(Stored items)
* * *

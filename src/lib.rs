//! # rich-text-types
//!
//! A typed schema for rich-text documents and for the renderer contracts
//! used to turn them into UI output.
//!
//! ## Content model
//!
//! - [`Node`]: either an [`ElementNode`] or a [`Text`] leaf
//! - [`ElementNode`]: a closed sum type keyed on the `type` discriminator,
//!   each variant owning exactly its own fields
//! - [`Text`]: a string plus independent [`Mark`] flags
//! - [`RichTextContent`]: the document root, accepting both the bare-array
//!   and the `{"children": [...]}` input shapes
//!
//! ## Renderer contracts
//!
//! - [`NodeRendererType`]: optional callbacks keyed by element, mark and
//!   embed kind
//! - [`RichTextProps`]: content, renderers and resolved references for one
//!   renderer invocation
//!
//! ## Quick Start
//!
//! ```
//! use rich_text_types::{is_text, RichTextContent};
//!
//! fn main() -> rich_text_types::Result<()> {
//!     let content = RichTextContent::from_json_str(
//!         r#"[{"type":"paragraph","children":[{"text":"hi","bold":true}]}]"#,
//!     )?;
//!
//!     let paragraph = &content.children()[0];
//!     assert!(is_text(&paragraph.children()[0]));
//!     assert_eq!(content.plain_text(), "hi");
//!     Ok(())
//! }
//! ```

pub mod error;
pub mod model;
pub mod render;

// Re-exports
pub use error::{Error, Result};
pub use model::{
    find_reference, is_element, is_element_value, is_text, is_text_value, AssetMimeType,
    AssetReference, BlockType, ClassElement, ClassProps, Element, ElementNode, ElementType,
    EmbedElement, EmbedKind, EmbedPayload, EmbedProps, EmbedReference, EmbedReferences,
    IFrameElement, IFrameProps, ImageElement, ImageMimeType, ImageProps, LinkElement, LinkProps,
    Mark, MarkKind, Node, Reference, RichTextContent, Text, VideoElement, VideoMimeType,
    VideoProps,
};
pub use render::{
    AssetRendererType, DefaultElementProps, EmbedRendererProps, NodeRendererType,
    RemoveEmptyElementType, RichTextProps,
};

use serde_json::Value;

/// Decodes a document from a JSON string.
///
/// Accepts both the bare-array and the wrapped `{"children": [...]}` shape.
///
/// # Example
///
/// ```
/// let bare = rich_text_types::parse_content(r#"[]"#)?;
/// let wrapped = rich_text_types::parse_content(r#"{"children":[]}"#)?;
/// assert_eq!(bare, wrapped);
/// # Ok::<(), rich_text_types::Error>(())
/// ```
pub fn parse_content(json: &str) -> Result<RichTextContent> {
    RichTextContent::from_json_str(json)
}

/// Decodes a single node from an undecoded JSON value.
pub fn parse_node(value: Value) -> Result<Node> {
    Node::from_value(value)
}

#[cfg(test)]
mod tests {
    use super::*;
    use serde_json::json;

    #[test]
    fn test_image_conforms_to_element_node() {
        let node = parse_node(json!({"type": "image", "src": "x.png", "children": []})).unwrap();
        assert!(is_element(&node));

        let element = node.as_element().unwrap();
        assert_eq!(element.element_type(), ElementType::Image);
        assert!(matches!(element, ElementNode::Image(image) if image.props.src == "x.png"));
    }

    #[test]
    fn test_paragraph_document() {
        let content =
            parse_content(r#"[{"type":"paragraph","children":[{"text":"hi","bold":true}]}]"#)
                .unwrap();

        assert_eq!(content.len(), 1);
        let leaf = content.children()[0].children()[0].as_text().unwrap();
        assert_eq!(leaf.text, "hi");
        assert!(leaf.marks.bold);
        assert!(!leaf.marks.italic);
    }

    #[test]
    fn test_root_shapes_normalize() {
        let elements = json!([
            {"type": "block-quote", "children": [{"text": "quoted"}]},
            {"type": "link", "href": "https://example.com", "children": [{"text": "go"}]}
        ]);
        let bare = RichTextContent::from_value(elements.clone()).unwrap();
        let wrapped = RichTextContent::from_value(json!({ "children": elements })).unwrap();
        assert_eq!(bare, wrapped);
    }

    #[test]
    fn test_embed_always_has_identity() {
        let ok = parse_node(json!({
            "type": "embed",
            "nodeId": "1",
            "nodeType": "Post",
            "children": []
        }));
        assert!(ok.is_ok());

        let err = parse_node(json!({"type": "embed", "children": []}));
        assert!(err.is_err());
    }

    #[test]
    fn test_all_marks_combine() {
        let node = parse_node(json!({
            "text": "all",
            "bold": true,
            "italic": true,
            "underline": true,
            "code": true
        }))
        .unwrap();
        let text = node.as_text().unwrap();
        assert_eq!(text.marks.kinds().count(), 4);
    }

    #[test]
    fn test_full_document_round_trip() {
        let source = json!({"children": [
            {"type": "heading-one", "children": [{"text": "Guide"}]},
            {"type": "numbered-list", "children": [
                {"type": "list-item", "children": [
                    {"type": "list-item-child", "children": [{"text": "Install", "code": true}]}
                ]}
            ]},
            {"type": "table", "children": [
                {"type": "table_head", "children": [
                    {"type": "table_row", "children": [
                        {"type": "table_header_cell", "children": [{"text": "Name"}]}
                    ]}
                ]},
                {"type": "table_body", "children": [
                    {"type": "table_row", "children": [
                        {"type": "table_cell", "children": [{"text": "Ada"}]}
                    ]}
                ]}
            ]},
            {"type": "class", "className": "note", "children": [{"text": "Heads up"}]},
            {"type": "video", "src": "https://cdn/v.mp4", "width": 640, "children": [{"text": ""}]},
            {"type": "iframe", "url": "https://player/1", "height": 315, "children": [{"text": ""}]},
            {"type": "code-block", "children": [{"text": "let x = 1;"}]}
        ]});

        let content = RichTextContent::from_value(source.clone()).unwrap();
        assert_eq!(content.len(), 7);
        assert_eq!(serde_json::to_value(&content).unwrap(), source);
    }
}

* * *

Set down every record above, word for word.

filename src/lib.rs
//! # rich-text-types
//!
//! A typed schema for rich-text documents and for the renderer contracts
//! used to turn them into UI output.
//!
//! ## Content model
//!
//! - [`Node`]: either an [`ElementNode`] or a [`Text`] leaf
//! - [`ElementNode`]: a closed sum type keyed on the `type` discriminator,
//!   each variant owning exactly its own fields
//! - [`Text`]: a string plus independent [`Mark`] flags
//! - [`RichTextContent`]: the document root, accepting both the bare-array
//!   and the `{"children": [...]}` input shapes
//!
//! ## Renderer contracts
//!
//! - [`NodeRendererType`]: optional callbacks keyed by element, mark and
//!   embed kind
//! - [`RichTextProps`]: content, renderers and resolved references for one
//!   renderer invocation
//!
//! ## Quick Start
//!
//! ```
//! use rich_text_types::{is_text, RichTextContent};
//!
//! fn main() -> rich_text_types::Result<()> {
//!     let content = RichTextContent::from_json_str(
//!         r#"[{"type":"paragraph","children":[{"text":"hi","bold":true}]}]"#,
//!     )?;
//!
//!     let paragraph = &content.children()[0];
//!     assert!(is_text(&paragraph.children()[0]));
//!     assert_eq!(content.plain_text(), "hi");
//!     Ok(())
//! }
//! ```

pub mod error;
pub mod model;
pub mod render;

// Re-exports
pub use error::{Error, Result};
pub use model::{
    find_reference, is_element, is_element_value, is_text, is_text_value, AssetMimeType,
    AssetReference, BlockType, ClassElement, ClassProps, Element, ElementNode, ElementType,
    EmbedElement, EmbedKind, EmbedPayload, EmbedProps, EmbedReference, EmbedReferences,
    IFrameElement, IFrameProps, ImageElement, ImageMimeType, ImageProps, LinkElement, LinkProps,
    Mark, MarkKind, Node, Reference, RichTextContent, Text, VideoElement, VideoMimeType,
    VideoProps,
};
pub use render::{
    AssetRendererType, DefaultElementProps, EmbedRendererProps, NodeRendererType,
    RemoveEmptyElementType, RichTextProps,
};

use serde_json::Value;

/// Decodes a document from a JSON string.
///
/// Accepts both the bare-array and the wrapped `{"children": [...]}` shape.
///
/// # Example
///
/// ```
/// let bare = rich_text_types::parse_content(r#"[]"#)?;
/// let wrapped = rich_text_types::parse_content(r#"{"children":[]}"#)?;
/// assert_eq!(bare, wrapped);
/// # Ok::<(), rich_text_types::Error>(())
/// ```
pub fn parse_content(json: &str) -> Result<RichTextContent> {
    RichTextContent::from_json_str(json)
}

/// Decodes a single node from an undecoded JSON value.
pub fn parse_node(value: Value) -> Result<Node> {
    Node::from_value(value)
}

#[cfg(test)]
mod tests {
    use super::*;
    use serde_json::json;

    #[test]
    fn test_image_conforms_to_element_node() {
        let node = parse_node(json!({"type": "image", "src": "x.png", "children": []})).unwrap();
        assert!(is_element(&node));

        let element = node.as_element().unwrap();
        assert_eq!(element.element_type(), ElementType::Image);
        assert!(matches!(element, ElementNode::Image(image) if image.props.src == "x.png"));
    }

    #[test]
    fn test_paragraph_document() {
        let content =
            parse_content(r#"[{"type":"paragraph","children":[{"text":"hi","bold":true}]}]"#)
                .unwrap();

        assert_eq!(content.len(), 1);
        let leaf = content.children()[0].children()[0].as_text().unwrap();
        assert_eq!(leaf.text, "hi");
        assert!(leaf.marks.bold);
        assert!(!leaf.marks.italic);
    }

    #[test]
    fn test_root_shapes_normalize() {
        let elements = json!([
            {"type": "block-quote", "children": [{"text": "quoted"}]},
            {"type": "link", "href": "https://example.com", "children": [{"text": "go"}]}
        ]);
        let bare = RichTextContent::from_value(elements.clone()).unwrap();
        let wrapped = RichTextContent::from_value(json!({ "children": elements })).unwrap();
        assert_eq!(bare, wrapped);
    }

    #[test]
    fn test_embed_always_has_identity() {
        let ok = parse_node(json!({
            "type": "embed",
            "nodeId": "1",
            "nodeType": "Post",
            "children": []
        }));
        assert!(ok.is_ok());

        let err = parse_node(json!({"type": "embed", "children": []}));
        assert!(err.is_err());
    }

    #[test]
    fn test_all_marks_combine() {
        let node = parse_node(json!({
            "text": "all",
            "bold": true,
            "italic": true,
            "underline": true,
            "code": true
        }))
        .unwrap();
        let text = node.as_text().unwrap();
        assert_eq!(text.marks.kinds().count(), 4);
    }

    #[test]
    fn test_full_document_round_trip() {
        let source = json!({"children": [
            {"type": "heading-one", "children": [{"text": "Guide"}]},
            {"type": "numbered-list", "children": [
                {"type": "list-item", "children": [
                    {"type": "list-item-child", "children": [{"text": "Install", "code": true}]}
                ]}
            ]},
            {"type": "table", "children": [
                {"type": "table_head", "children": [
                    {"type": "table_row", "children": [
                        {"type": "table_header_cell", "children": [{"text": "Name"}]}
                    ]}
                ]},
                {"type": "table_body", "children": [
                    {"type": "table_row", "children": [
                        {"type": "table_cell", "children": [{"text": "Ada"}]}
                    ]}
                ]}
            ]},
            {"type": "class", "className": "note", "children": [{"text": "Heads up"}]},
            {"type": "video", "src": "https://cdn/v.mp4", "width": 640, "children": [{"text": ""}]},
            {"type": "iframe", "url": "https://player/1", "height": 315, "children": [{"text": ""}]},
            {"type": "code-block", "children": [{"text": "let x = 1;"}]}
        ]});

        let content = RichTextContent::from_value(source.clone()).unwrap();
        assert_eq!(content.len(), 7);
        assert_eq!(serde_json::to_value(&content).unwrap(), source);
    }
}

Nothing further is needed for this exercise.